*GIVEN RECORDS*.
* * * * * * * * *

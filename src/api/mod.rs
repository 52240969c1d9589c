//! HTTP layer exposing scoring and dashboard rollups.

pub mod routes;
pub mod types;

use std::{net::SocketAddr, sync::Arc};

use anyhow::Result;
use axum::{
    routing::{get, post},
    Router,
};
use tokio::net::TcpListener;
use tower_http::{cors::CorsLayer, trace::TraceLayer};
use tracing::{info, warn};

use crate::{data::PredictionStore, inference::InferencePipeline};

#[derive(Clone)]
pub struct AppState {
    pub pipeline: Arc<InferencePipeline>,
    pub store: Arc<PredictionStore>,
}

impl AppState {
    pub fn new(pipeline: InferencePipeline, store: PredictionStore) -> Self {
        Self {
            pipeline: Arc::new(pipeline),
            store: Arc::new(store),
        }
    }
}

pub fn router(state: AppState) -> Router {
    Router::new()
        .route("/predict", post(routes::predict))
        .route("/predecir", post(routes::predict))
        .route("/users", get(routes::list_users))
        .route("/emotions_over_time", get(routes::emotions_over_time))
        .route("/sentiment_by_sector", get(routes::sentiment_by_sector))
        .route("/health", get(routes::health))
        .layer(CorsLayer::permissive())
        .layer(TraceLayer::new_for_http())
        .with_state(state)
}

pub async fn serve(state: AppState, host: String, port: u16) -> Result<()> {
    let addr: SocketAddr = format!("{host}:{port}").parse()?;
    info!(%addr, "serving risk-triage API");
    let listener = TcpListener::bind(addr).await?;
    axum::serve(listener, router(state).into_make_service())
        .with_graceful_shutdown(shutdown_signal())
        .await?;
    Ok(())
}

async fn shutdown_signal() {
    if let Err(err) = tokio::signal::ctrl_c().await {
        warn!(%err, "failed to install ctrl-c handler");
        std::future::pending::<()>().await;
    }
    info!("shutdown requested");
}
//! Pre-trained classifier backends and the per-task ensembles built from them.

pub mod ensemble;
pub mod labels;
pub mod linear;
pub mod trees;

use std::{fmt, path::Path};

use serde::{Deserialize, Serialize};
use tracing::info;

use crate::{
    error::{PipelineError, PipelineResult},
    nlp::FeatureVector,
};

pub use ensemble::{Manifest, Member, ModelEnsemble};
pub use labels::{Emotion, RiskLabel};

/// The two scoring tasks.
#[derive(Debug, Clone, Copy, PartialEq, Eq, Hash, Serialize, Deserialize)]
#[serde(rename_all = "lowercase")]
pub enum Task {
    Risk,
    Emotion,
}

impl fmt::Display for Task {
    fn fmt(&self, f: &mut fmt::Formatter<'_>) -> fmt::Result {
        match self {
            Self::Risk => f.write_str("risk"),
            Self::Emotion => f.write_str("emotion"),
        }
    }
}

/// What one ensemble member reports for one input.
#[derive(Debug, Clone, PartialEq)]
pub enum ModelOutput {
    /// Probability per class, in class order.
    Distribution(Vec<f64>),
    /// Discrete class label.
    Label(usize),
}

/// Capability shared by every model backend.
pub trait Classifier: Send + Sync {
    /// Width of the feature vectors the model was fitted on.
    fn n_features(&self) -> usize;

    /// Class labels in column order of [`Classifier::predict_proba`].
    fn classes(&self) -> &[usize];

    /// Calibrated probability distribution over [`Classifier::classes`].
    fn predict_proba(&self, x: &FeatureVector) -> Vec<f64>;

    /// Most probable class label, or `None` when the distribution and
    /// [`Classifier::classes`] differ in length.
    fn predict_label(&self, x: &FeatureVector) -> Option<usize> {
        let proba = self.predict_proba(x);
        if proba.len() != self.classes().len() {
            return None;
        }
        Some(self.classes()[argmax(&proba)])
    }
}

/// Serialized model export, tagged by backend kind.
#[derive(Debug, Deserialize)]
#[serde(tag = "kind", rename_all = "snake_case")]
enum ModelArtifact {
    LogisticRegression(linear::LogisticRegressionArtifact),
    MultinomialNb(linear::MultinomialNbArtifact),
    RandomForest(trees::RandomForest),
    GradientBoosting(trees::GradientBoosting),
}

impl ModelArtifact {
    fn into_classifier(self) -> Result<Box<dyn Classifier>, String> {
        Ok(match self {
            Self::LogisticRegression(artifact) => Box::new(artifact.build()?),
            Self::MultinomialNb(artifact) => Box::new(artifact.build()?),
            Self::RandomForest(forest) => Box::new(forest.validated()?),
            Self::GradientBoosting(booster) => Box::new(booster.validated()?),
        })
    }
}

/// Load one model artifact from disk and validate its structure.
pub fn load_model(path: &Path) -> PipelineResult<Box<dyn Classifier>> {
    let raw = std::fs::read_to_string(path).map_err(|e| PipelineError::init(path, e))?;
    let artifact: ModelArtifact =
        serde_json::from_str(&raw).map_err(|e| PipelineError::init(path, e))?;
    let model = artifact
        .into_classifier()
        .map_err(|e| PipelineError::init(path, e))?;
    info!(
        path = %path.display(),
        n_features = model.n_features(),
        classes = model.classes().len(),
        "loaded model"
    );
    Ok(model)
}

pub(crate) fn check_classes(classes: &[usize]) -> Result<(), String> {
    if classes.len() < 2 {
        return Err(format!("need at least two classes, got {}", classes.len()));
    }
    let mut seen = classes.to_vec();
    seen.sort_unstable();
    seen.dedup();
    if seen.len() != classes.len() {
        return Err("class labels must be unique".into());
    }
    Ok(())
}

pub(crate) fn argmax(values: &[f64]) -> usize {
    let mut best = 0;
    for (idx, value) in values.iter().enumerate() {
        if *value > values[best] {
            best = idx;
        }
    }
    best
}

pub(crate) fn sigmoid(z: f64) -> f64 {
    1.0 / (1.0 + (-z).exp())
}

/// Numerically stable softmax.
pub(crate) fn softmax(logits: &[f64]) -> Vec<f64> {
    let max = logits.iter().copied().fold(f64::NEG_INFINITY, f64::max);
    let exps: Vec<f64> = logits.iter().map(|z| (z - max).exp()).collect();
    let total: f64 = exps.iter().sum();
    exps.into_iter().map(|e| e / total).collect()
}

#[cfg(test)]
mod tests {
    use super::*;

    #[test]
    fn softmax_sums_to_one_for_large_logits() {
        let probs = softmax(&[1000.0, 1001.0, 999.0]);
        assert!((probs.iter().sum::<f64>() - 1.0).abs() < 1e-12);
        assert_eq!(argmax(&probs), 1);
    }

    #[test]
    fn argmax_prefers_first_on_ties() {
        assert_eq!(argmax(&[0.5, 0.5]), 0);
    }

    #[test]
    fn unknown_kind_is_an_initialisation_error() {
        let dir = tempfile::tempdir().expect("tempdir");
        let path = dir.path().join("svm.json");
        std::fs::write(&path, r#"{"kind": "svm", "classes": [0, 1]}"#).expect("write");
        let err = load_model(&path).err().expect("load fails");
        assert!(matches!(err, PipelineError::Initialization { .. }));
    }
}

* * * * * * * * *

*ACTIVITY*.
The response should be the listing above, limited to the lines between the one holding "pub(crate) fn check_classes(classes: &[usize])" and the one holding "seen.dedup();", inclusive, reproduced exactly.

*RESPONSE*.
pub(crate) fn check_classes(classes: &[usize]) -> Result<(), String> {
    if classes.len() < 2 {
        return Err(format!("need at least two classes, got {}", classes.len()));
    }
    let mut seen = classes.to_vec();
    seen.sort_unstable();
    seen.dedup();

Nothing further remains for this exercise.